Photographe animalier depuis une vingtaine d'années, Philippe Bolle a fait des voyages photo sa grande spécialité. De l'Afrique aux îles Galapagos en passant par le Spietzberg, il a appris à organiser ses expéditions pour en tirer le meilleur. Dans cet épisode, il partage son expérience, de ses débuts à l'époque de l'argentique jusqu'à ses pratiques actuelles. Il livre de précieux conseils pour bien préparer un voyage : comment choisir une agence, quel matériel emporter, comment le transporter en toute sécurité et comment gérer ses milliers de clichés au retour. Un guide pratique pour tous les photographes voyageurs.

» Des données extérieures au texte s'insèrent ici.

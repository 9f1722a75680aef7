//! Integration tests for operator trees over real tables

use std::sync::Arc;

use quarry::execution::{
    collect_tuples, Aggregate, AggregateOp, Delete, Filter, Insert, Op, OpIterator, Predicate,
    SeqScan, TupleIterator,
};
use quarry::tuple::{DataType, Tuple, TupleDesc, Value};
use quarry::{Config, Database, QuarryError, TableId, TransactionId};
use tempfile::TempDir;

fn orders_desc() -> Arc<TupleDesc> {
    TupleDesc::builder()
        .field("id", DataType::Integer)
        .field("region", DataType::Text(8))
        .field("amount", DataType::Integer)
        .build_arc()
        .unwrap()
}

fn order(id: i32, region: &str, amount: i32) -> Tuple {
    Tuple::new(
        orders_desc(),
        vec![Value::Integer(id), Value::from(region), Value::Integer(amount)],
    )
    .unwrap()
}

fn setup(pool_pages: usize) -> (Database, TableId, TempDir) {
    let dir = TempDir::new().unwrap();
    let db = Database::new(Config::default().with_buffer_pool_pages(pool_pages));
    let table = db
        .create_table("orders", dir.path().join("orders.dat"), orders_desc(), Some("id"))
        .unwrap();
    (db, table, dir)
}

fn load(db: &Database, table: TableId, rows: Vec<Tuple>) -> i32 {
    let source = TupleIterator::new(orders_desc(), rows).unwrap();
    let mut insert = Insert::new(
        TransactionId::new(),
        Box::new(source),
        table,
        db.buffer_pool().clone(),
    )
    .unwrap();
    insert.open().unwrap();
    let count = insert.next().unwrap();
    insert.close();
    match count.field(0).unwrap() {
        Value::Integer(n) => *n,
        other => panic!("unexpected count {:?}", other),
    }
}

fn scan(db: &Database, table: TableId) -> SeqScan {
    SeqScan::new(db.buffer_pool().clone(), TransactionId::new(), table, "o").unwrap()
}

fn sample_rows() -> Vec<Tuple> {
    let regions = ["north", "south", "east"];
    (0..30)
        .map(|i| order(i, regions[i as usize % 3], i * 10))
        .collect()
}

#[test]
fn test_insert_then_scan() {
    let (db, table, _dir) = setup(10);
    assert_eq!(load(&db, table, sample_rows()), 30);

    let mut s = scan(&db, table);
    assert_eq!(s.table_name(), "orders");
    assert_eq!(s.alias(), "o");
    assert_eq!(s.tuple_desc().field_name(2).unwrap(), Some("o.amount"));

    s.open().unwrap();
    let rows = collect_tuples(&mut s).unwrap();
    assert_eq!(rows.len(), 30);
    for (i, t) in rows.iter().enumerate() {
        assert_eq!(t.field(0).unwrap(), &Value::Integer(i as i32));
        assert!(t.record_id().is_some());
        assert_eq!(t.tuple_desc().field_name(0).unwrap(), Some("o.id"));
    }
}

#[test]
fn test_insert_is_single_shot() {
    let (db, table, _dir) = setup(10);
    let source = TupleIterator::new(orders_desc(), sample_rows()).unwrap();
    let mut insert = Insert::new(
        TransactionId::new(),
        Box::new(source),
        table,
        db.buffer_pool().clone(),
    )
    .unwrap();
    assert_eq!(insert.tuple_desc().field_name(0).unwrap(), Some("count"));

    insert.open().unwrap();
    assert!(insert.has_next().unwrap());
    assert_eq!(insert.next().unwrap().field(0).unwrap(), &Value::Integer(30));
    assert!(!insert.has_next().unwrap());
    assert!(matches!(insert.next(), Err(QuarryError::NoSuchElement(_))));

    insert.rewind().unwrap();
    assert!(!insert.has_next().unwrap());

    let mut s = scan(&db, table);
    s.open().unwrap();
    assert_eq!(collect_tuples(&mut s).unwrap().len(), 30);
}

#[test]
fn test_insert_rejects_mismatched_child() {
    let (db, table, _dir) = setup(10);
    let desc = TupleDesc::from_types(&[DataType::Integer]).unwrap().into_arc();
    let source = TupleIterator::new(desc, Vec::new()).unwrap();
    let result = Insert::new(
        TransactionId::new(),
        Box::new(source),
        table,
        db.buffer_pool().clone(),
    );
    assert!(matches!(result, Err(QuarryError::Schema(_))));
}

#[test]
fn test_filter_over_scan() {
    let (db, table, _dir) = setup(10);
    load(&db, table, sample_rows());

    let pred = Predicate::new(2, Op::GreaterThanOrEq, 200);
    let mut filter = Filter::new(pred, Box::new(scan(&db, table)));
    filter.open().unwrap();
    let rows = collect_tuples(&mut filter).unwrap();
    assert_eq!(rows.len(), 10);
    assert!(rows
        .iter()
        .all(|t| t.field(2).unwrap().as_i64().unwrap() >= 200));

    filter.rewind().unwrap();
    assert_eq!(collect_tuples(&mut filter).unwrap(), rows);

    let like = Predicate::new(1, Op::Like, "th");
    let mut filter = Filter::new(like, Box::new(scan(&db, table)));
    filter.open().unwrap();
    // north and south
    assert_eq!(collect_tuples(&mut filter).unwrap().len(), 20);
}

#[test]
fn test_delete_filtered_rows() {
    let (db, table, _dir) = setup(10);
    load(&db, table, sample_rows());

    let tid = TransactionId::new();
    let source = SeqScan::new(db.buffer_pool().clone(), tid, table, "o").unwrap();
    let pred = Predicate::new(1, Op::Equals, "east");
    let filter = Filter::new(pred, Box::new(source));
    let mut delete = Delete::new(tid, Box::new(filter), db.buffer_pool().clone());
    delete.open().unwrap();
    assert_eq!(delete.next().unwrap().field(0).unwrap(), &Value::Integer(10));
    assert!(!delete.has_next().unwrap());
    delete.close();

    let mut s = scan(&db, table);
    s.open().unwrap();
    let left = collect_tuples(&mut s).unwrap();
    assert_eq!(left.len(), 20);
    assert!(left.iter().all(|t| t.field(1).unwrap() != &Value::from("east")));
}

#[test]
fn test_delete_skips_rows_without_location() {
    let (db, _table, _dir) = setup(10);
    // tuples from memory carry no record id
    let source = TupleIterator::new(orders_desc(), sample_rows()).unwrap();
    let mut delete = Delete::new(TransactionId::new(), Box::new(source), db.buffer_pool().clone());
    delete.open().unwrap();
    assert_eq!(delete.next().unwrap().field(0).unwrap(), &Value::Integer(0));
}

#[test]
fn test_count_over_five() {
    let (db, table, _dir) = setup(10);
    load(&db, table, (0..5).map(|i| order(i, "west", i)).collect());

    let mut agg = Aggregate::new(Box::new(scan(&db, table)), 0, None, AggregateOp::Count).unwrap();
    assert_eq!(agg.tuple_desc().field_name(0).unwrap(), Some("COUNT(o.id)"));
    agg.open().unwrap();
    let out = collect_tuples(&mut agg).unwrap();
    assert_eq!(out.len(), 1);
    assert_eq!(out[0].field(0).unwrap(), &Value::Integer(5));
}

#[test]
fn test_grouped_aggregate_over_filter() {
    let (db, table, _dir) = setup(10);
    load(&db, table, sample_rows());

    let filter = Filter::new(
        Predicate::new(2, Op::LessThan, 150),
        Box::new(scan(&db, table)),
    );
    let mut agg = Aggregate::new(Box::new(filter), 2, Some(1), AggregateOp::Sum).unwrap();
    assert_eq!(agg.tuple_desc().field_name(0).unwrap(), Some("o.region"));
    assert_eq!(agg.tuple_desc().field_name(1).unwrap(), Some("SUM(o.amount)"));

    agg.open().unwrap();
    let out: Vec<Vec<Value>> = collect_tuples(&mut agg)
        .unwrap()
        .into_iter()
        .map(|t| t.fields().to_vec())
        .collect();
    // ids 0..15: north 0,3,..,12 / south 1,4,..,13 / east 2,5,..,14
    assert_eq!(
        out,
        vec![
            vec![Value::from("north"), Value::Integer(300)],
            vec![Value::from("south"), Value::Integer(350)],
            vec![Value::from("east"), Value::Integer(400)],
        ]
    );

    agg.rewind().unwrap();
    assert_eq!(collect_tuples(&mut agg).unwrap().len(), 3);
}

#[test]
fn test_operators_require_open() {
    let (db, table, _dir) = setup(10);
    let mut s = scan(&db, table);
    assert!(matches!(s.has_next(), Err(QuarryError::IteratorNotOpen)));
    s.open().unwrap();
    // empty table
    assert!(!s.has_next().unwrap());
    assert!(!s.has_next().unwrap());
    s.close();
    assert!(matches!(s.next(), Err(QuarryError::IteratorNotOpen)));
}

#[test]
fn test_scan_larger_than_pool() {
    let (db, table, _dir) = setup(2);
    let rows: Vec<Tuple> = (0..2000).map(|i| order(i, "x", i)).collect();
    assert_eq!(load(&db, table, rows), 2000);
    assert!(db.catalog().database_file(table).unwrap().num_pages().unwrap() > 2);

    let mut agg = Aggregate::new(Box::new(scan(&db, table)), 2, None, AggregateOp::Max).unwrap();
    agg.open().unwrap();
    assert_eq!(agg.next().unwrap().field(0).unwrap(), &Value::Integer(1999));
    assert!(db.buffer_pool().cached_pages() <= 2);
}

photographe animalier, les secrets d'un voyage photo réussi

Des vapeurs du révélateur à l’instant décisif

Philippe Bolle raconte ses débuts en photographie, marqués par les odeurs des produits chimiques de la chambre noire. Il se souvient de l’attente et de l’émotion si particulières au développement des pellicules argentiques, une époque où chaque cliché comptait. Cette pratique, bien que révolue, a profondément influencé sa manière de travailler aujourd’hui. Il explique avoir gardé un « réflexe argentique » : il ne déclenche que lorsque c’est le bon moment, privilégiant l’instant décisif à la rafale systématique. Cette approche lui permet de se concentrer sur l’essentiel et de limiter le nombre de photos par voyage, à contre-courant de la tendance numérique.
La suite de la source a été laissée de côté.